- Work task: Set the data down again, exactly as it appears below.

■ ■ ■ ■ ■

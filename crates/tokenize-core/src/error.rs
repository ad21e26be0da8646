//! Error Types

use thiserror::Error;

/// Result type alias for tokenization operations
pub type Result<T> = std::result::Result<T, TokenizeError>;

/// Tokenization session errors
#[derive(Error, Debug)]
pub enum TokenizeError {
    /// Payment request failed validation before any network call
    #[error("Validation error: {0}")]
    Validation(String),

    /// Network failure or timeout talking to the backend
    #[error("Transport error: {0}")]
    Transport(#[from] reqwest::Error),

    /// Backend answered with a non-success status
    #[error("Backend returned HTTP {status}: {body}")]
    BackendStatus { status: u16, body: String },

    /// Backend answered 200 but the body is unusable
    #[error("Malformed tokenization response: {0}")]
    MalformedResponse(String),

    /// Backend or gateway rejected the tokenization
    #[error("Tokenization rejected: {0}")]
    Rejected(String),

    /// Completion arrived for a session that has since been replaced
    #[error("Session is no longer current")]
    StaleSession,

    /// Operation needs an active session
    #[error("No active session")]
    NoActiveSession,

    /// Cross-frame message could not be posted
    #[error("Messaging error: {0}")]
    Messaging(String),

    /// Configuration error
    #[error("Configuration error: {0}")]
    Config(String),

    /// JSON serialization error
    #[error("JSON error: {0}")]
    Json(#[from] serde_json::Error),
}

impl TokenizeError {
    /// Check if resubmitting the form may succeed
    pub fn is_retryable(&self) -> bool {
        match self {
            TokenizeError::Transport(_) => true,
            TokenizeError::BackendStatus { status, .. } => *status >= 500 || *status == 429,
            _ => false,
        }
    }

    /// Message shown in the inline alert
    pub fn user_message(&self) -> String {
        match self {
            TokenizeError::Validation(msg) => msg.clone(),
            TokenizeError::Transport(e) if e.is_timeout() => {
                "The payment service did not respond in time. Please try again.".into()
            }
            TokenizeError::Transport(e) => format!("Error initiating payment: {}", e),
            TokenizeError::BackendStatus { .. } | TokenizeError::MalformedResponse(_) => {
                "Failed to get tokenization form data from API".into()
            }
            TokenizeError::Rejected(msg) => format!("Tokenization failed. {}", msg),
            TokenizeError::Config(_) => "Payment service configuration error.".into(),
            _ => "An unexpected error occurred. Please start a new payment.".into(),
        }
    }
}

/// Why the frame's document could not be styled directly
///
/// Never shown to users; the retrier falls back to messaging.
#[derive(Error, Debug, Clone, PartialEq, Eq)]
pub enum FrameAccessError {
    #[error("frame has no document yet")]
    NotLoaded,

    #[error("frame document is cross-origin")]
    CrossOrigin,

    #[error("DOM error: {0}")]
    Dom(String),
}
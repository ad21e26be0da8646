//! tokenize-server
//!
//! Serves the WASM front-end, the same-site proxy page the payment frame
//! loads first, the in-frame style injector, and (for local development) a
//! stand-in tokenization backend.

pub mod config;
pub mod handlers;
pub mod pages;
pub mod state;

use std::path::Path;

use axum::{routing::{get, post}, Router};
use tower_http::{
    cors::{Any, CorsLayer},
    services::{ServeDir, ServeFile},
    trace::TraceLayer,
};

use crate::handlers::{health_check, mock_tokenization, proxy_form, style_injector_script};
use crate::state::AppState;

/// Build the application router
pub fn app(state: AppState) -> Router {
    let static_dir = Path::new(&state.config.static_dir);
    // Client-side routes (/payment-test, /order-details/..) fall back to the SPA shell
    let frontend = ServeDir::new(static_dir).fallback(ServeFile::new(static_dir.join("index.html")));

    let cors = CorsLayer::new()
        .allow_origin(Any)
        .allow_methods(Any)
        .allow_headers(Any);

    Router::new()
        .route("/health", get(health_check))
        .route("/payfort-custom-form.html", get(proxy_form))
        .route("/payfort-style-injector.js", get(style_injector_script))
        .route("/api/tokenization/request-tokenization", post(mock_tokenization))
        .fallback_service(frontend)
        .layer(cors)
        .layer(TraceLayer::new_for_http())
        .with_state(state)
}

■ ■ ■ ■ ■

- Response to this exercise:
filename crates/tokenize-core/src/error.rs
repository ad21e26be0da8646
//! Error Types

use thiserror::Error;

/// Result type alias for tokenization operations
pub type Result<T> = std::result::Result<T, TokenizeError>;

/// Tokenization session errors
#[derive(Error, Debug)]
pub enum TokenizeError {
    /// Payment request failed validation before any network call
    #[error("Validation error: {0}")]
    Validation(String),

    /// Network failure or timeout talking to the backend
    #[error("Transport error: {0}")]
    Transport(#[from] reqwest::Error),

    /// Backend answered with a non-success status
    #[error("Backend returned HTTP {status}: {body}")]
    BackendStatus { status: u16, body: String },

    /// Backend answered 200 but the body is unusable
    #[error("Malformed tokenization response: {0}")]
    MalformedResponse(String),

    /// Backend or gateway rejected the tokenization
    #[error("Tokenization rejected: {0}")]
    Rejected(String),

    /// Completion arrived for a session that has since been replaced
    #[error("Session is no longer current")]
    StaleSession,

    /// Operation needs an active session
    #[error("No active session")]
    NoActiveSession,

    /// Cross-frame message could not be posted
    #[error("Messaging error: {0}")]
    Messaging(String),

    /// Configuration error
    #[error("Configuration error: {0}")]
    Config(String),

    /// JSON serialization error
    #[error("JSON error: {0}")]
    Json(#[from] serde_json::Error),
}

impl TokenizeError {
    /// Check if resubmitting the form may succeed
    pub fn is_retryable(&self) -> bool {
        match self {
            TokenizeError::Transport(_) => true,
            TokenizeError::BackendStatus { status, .. } => *status >= 500 || *status == 429,
            _ => false,
        }
    }

    /// Message shown in the inline alert
    pub fn user_message(&self) -> String {
        match self {
            TokenizeError::Validation(msg) => msg.clone(),
            TokenizeError::Transport(e) if e.is_timeout() => {
                "The payment service did not respond in time. Please try again.".into()
            }
            TokenizeError::Transport(e) => format!("Error initiating payment: {}", e),
            TokenizeError::BackendStatus { .. } | TokenizeError::MalformedResponse(_) => {
                "Failed to get tokenization form data from API".into()
            }
            TokenizeError::Rejected(msg) => format!("Tokenization failed. {}", msg),
            TokenizeError::Config(_) => "Payment service configuration error.".into(),
            _ => "An unexpected error occurred. Please start a new payment.".into(),
        }
    }
}

/// Why the frame's document could not be styled directly
///
/// Never shown to users; the retrier falls back to messaging.
#[derive(Error, Debug, Clone, PartialEq, Eq)]
pub enum FrameAccessError {
    #[error("frame has no document yet")]
    NotLoaded,

    #[error("frame document is cross-origin")]
    CrossOrigin,

    #[error("DOM error: {0}")]
    Dom(String),
}
repository ad21e26be0da8646
//! tokenize-server
//!
//! Serves the WASM front-end, the same-site proxy page the payment frame
//! loads first, the in-frame style injector, and (for local development) a
//! stand-in tokenization backend.

pub mod config;
pub mod handlers;
pub mod pages;
pub mod state;

use std::path::Path;

use axum::{routing::{get, post}, Router};
use tower_http::{
    cors::{Any, CorsLayer},
    services::{ServeDir, ServeFile},
    trace::TraceLayer,
};

use crate::handlers::{health_check, mock_tokenization, proxy_form, style_injector_script};
use crate::state::AppState;

/// Build the application router
pub fn app(state: AppState) -> Router {
    let static_dir = Path::new(&state.config.static_dir);
    // Client-side routes (/payment-test, /order-details/..) fall back to the SPA shell
    let frontend = ServeDir::new(static_dir).fallback(ServeFile::new(static_dir.join("index.html")));

    let cors = CorsLayer::new()
        .allow_origin(Any)
        .allow_methods(Any)
        .allow_headers(Any);

    Router::new()
        .route("/health", get(health_check))
        .route("/payfort-custom-form.html", get(proxy_form))
        .route("/payfort-style-injector.js", get(style_injector_script))
        .route("/api/tokenization/request-tokenization", post(mock_tokenization))
        .fallback_service(frontend)
        .layer(cors)
        .layer(TraceLayer::new_for_http())
        .with_state(state)
}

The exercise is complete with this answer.